Billboard Utilising Graffitists Against Unhealthy Promotions


Billboard Utilising Graffitists Against Unhealthy Promotions, or B.U.G.A.U.P. is an Australian subvertising artistic movement. It practices billboard hijacking using détournement or modification with graffiti of such billboard advertising that promotes something that is deemed unhealthy.

History

The movement started in inner-city Sydney in October 1979, later spreading to Melbourne, Hobart, Adelaide and Perth. It has been active ever since, although its peak of activity was in the late 1970s and early-mid 1980s. Many of the members came from professional and university-educated backgrounds. A founding member was Bill Snow, who first started to alter tobacco billboards with graffiti, and continues to be active in anti- smoking and littering campaigns. Together, Bill Snow, Ric Bolzan and Geoff Coleman coined the acronym BUGAUP and began adding it to the altered billboards, to link the graffiti to a movement rather than the random activity of individuals.
The movement aimed mainly at cigarette and alcohol advertising, often blanking out letters and adding others to promote their view that the product is unhealthy. Cola and soft drink ads were also targeted.
The movement did not formalize itself as a group with memberships or meetings. Graffitists "joined" by signing the BUGAUP name to their work. BUGAUP graffiti spread rapidly across Australia and then overseas.
Former New South Wales politician Arthur Chesterfield-Evans was a member of BUGAUP before entering politics.]
Other well-known BUGAUP members were the late Lord Bloody Wog Rolo, Peter Vogel and Fred Cole.

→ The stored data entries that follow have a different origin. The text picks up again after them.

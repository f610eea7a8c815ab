//! Word windows with overlap for documents without usable structure.

use crate::chunk::{Chunk, ChunkKind, Metadata};
use crate::error::ChunkError;

/// Checks that a window walk with these parameters advances.
pub fn validate_window(max_length: usize, overlap_tokens: usize) -> Result<(), ChunkError> {
    if max_length == 0 {
        return Err(ChunkError::InvalidConfig(
            "max_length must be at least one word".to_string(),
        ));
    }
    if overlap_tokens >= max_length {
        return Err(ChunkError::InvalidConfig(format!(
            "overlap_tokens ({overlap_tokens}) must be smaller than max_length ({max_length})"
        )));
    }
    Ok(())
}

/// Splits `text` into windows of up to `max_length` words.
///
/// Consecutive windows share `overlap_tokens` words; the last window may be
/// shorter. Words are re-joined with single spaces.
pub fn chunk_by_fixed_length(
    text: &str,
    max_length: usize,
    overlap_tokens: usize,
    metadata: &Metadata,
) -> Result<Vec<Chunk>, ChunkError> {
    validate_window(max_length, overlap_tokens)?;

    let words: Vec<&str> = text.split_whitespace().collect();
    let step = max_length - overlap_tokens;
    let mut chunks = Vec::with_capacity(words.len().div_ceil(step));
    let mut start = 0usize;
    while start < words.len() {
        let end = (start + max_length).min(words.len());
        chunks.push(Chunk::text(
            ChunkKind::FixedLength,
            words[start..end].join(" "),
            metadata.clone(),
        ));
        start += step;
    }
    Ok(chunks)
}

#[cfg(test)]
mod tests {
    use super::*;
    use crate::chunk::source_metadata;
    use pretty_assertions::assert_eq;

    fn numbered_words(count: usize) -> String {
        (0..count)
            .map(|i| format!("w{i}"))
            .collect::<Vec<_>>()
            .join(" ")
    }

    #[test]
    fn windows_advance_by_step() {
        let text = numbered_words(25);
        let chunks = chunk_by_fixed_length(&text, 10, 3, &source_metadata("doc.md")).unwrap();

        let firsts: Vec<String> = chunks
            .iter()
            .map(|c| c.content().split(' ').next().unwrap().to_string())
            .collect();
        assert_eq!(firsts, vec!["w0", "w7", "w14", "w21"]);
        assert!(chunks
            .iter()
            .all(|c| c.content().split(' ').count() <= 10));
        assert_eq!(chunks[3].content(), "w21 w22 w23 w24");
    }

    #[test]
    fn consecutive_windows_share_overlap() {
        let text = numbered_words(25);
        let chunks = chunk_by_fixed_length(&text, 10, 3, &source_metadata("doc.md")).unwrap();
        let first: Vec<String> = chunks[0].content().split(' ').map(String::from).collect();
        let second: Vec<String> = chunks[1].content().split(' ').map(String::from).collect();
        assert_eq!(&first[7..], &second[..3]);
        assert_eq!(&second[..3], &["w7", "w8", "w9"]);
    }

    #[test]
    fn collapses_whitespace_between_words() {
        let chunks =
            chunk_by_fixed_length("a\n\nb\t c", 500, 50, &source_metadata("doc.md")).unwrap();
        assert_eq!(chunks.len(), 1);
        assert_eq!(chunks[0].content(), "a b c");
        assert_eq!(chunks[0].chunk_type, ChunkKind::FixedLength);
    }

    #[test]
    fn empty_text_yields_nothing() {
        let chunks = chunk_by_fixed_length("  \n ", 10, 3, &source_metadata("doc.md")).unwrap();
        assert!(chunks.is_empty());
    }

    #[test]
    fn rejects_overlap_not_smaller_than_window() {
        let meta = source_metadata("doc.md");
        assert!(matches!(
            chunk_by_fixed_length("a b c", 10, 10, &meta),
            Err(ChunkError::InvalidConfig(_))
        ));
        assert!(matches!(
            chunk_by_fixed_length("a b c", 10, 50, &meta),
            Err(ChunkError::InvalidConfig(_))
        ));
        assert!(matches!(
            chunk_by_fixed_length("a b c", 0, 0, &meta),
            Err(ChunkError::InvalidConfig(_))
        ));
    }

    #[test]
    fn zero_overlap_partitions_words() {
        let text = numbered_words(6);
        let chunks = chunk_by_fixed_length(&text, 3, 0, &source_metadata("doc.md")).unwrap();
        assert_eq!(chunks.len(), 2);
        assert_eq!(chunks[1].content(), "w3 w4 w5");
    }
}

Impact on tobacco advertising debate in Australia

The cancer council of Western Australia states that the BUGA-UP campaign of the mid 1980s "radicalised the advertising debate and made it suddenly more respectable for previously conservative medical associations and colleges to rattle the legislative cage".
Former Daily News reporter Joanne Fowler states that prior to the BUGA-UP campaigns of the 1980s
journalists were unwilling to publish articles critical of the tobacco industry because they were
seen to be mundane.
Almost all forms of tobacco advertising were made illegal in Australia in 1992.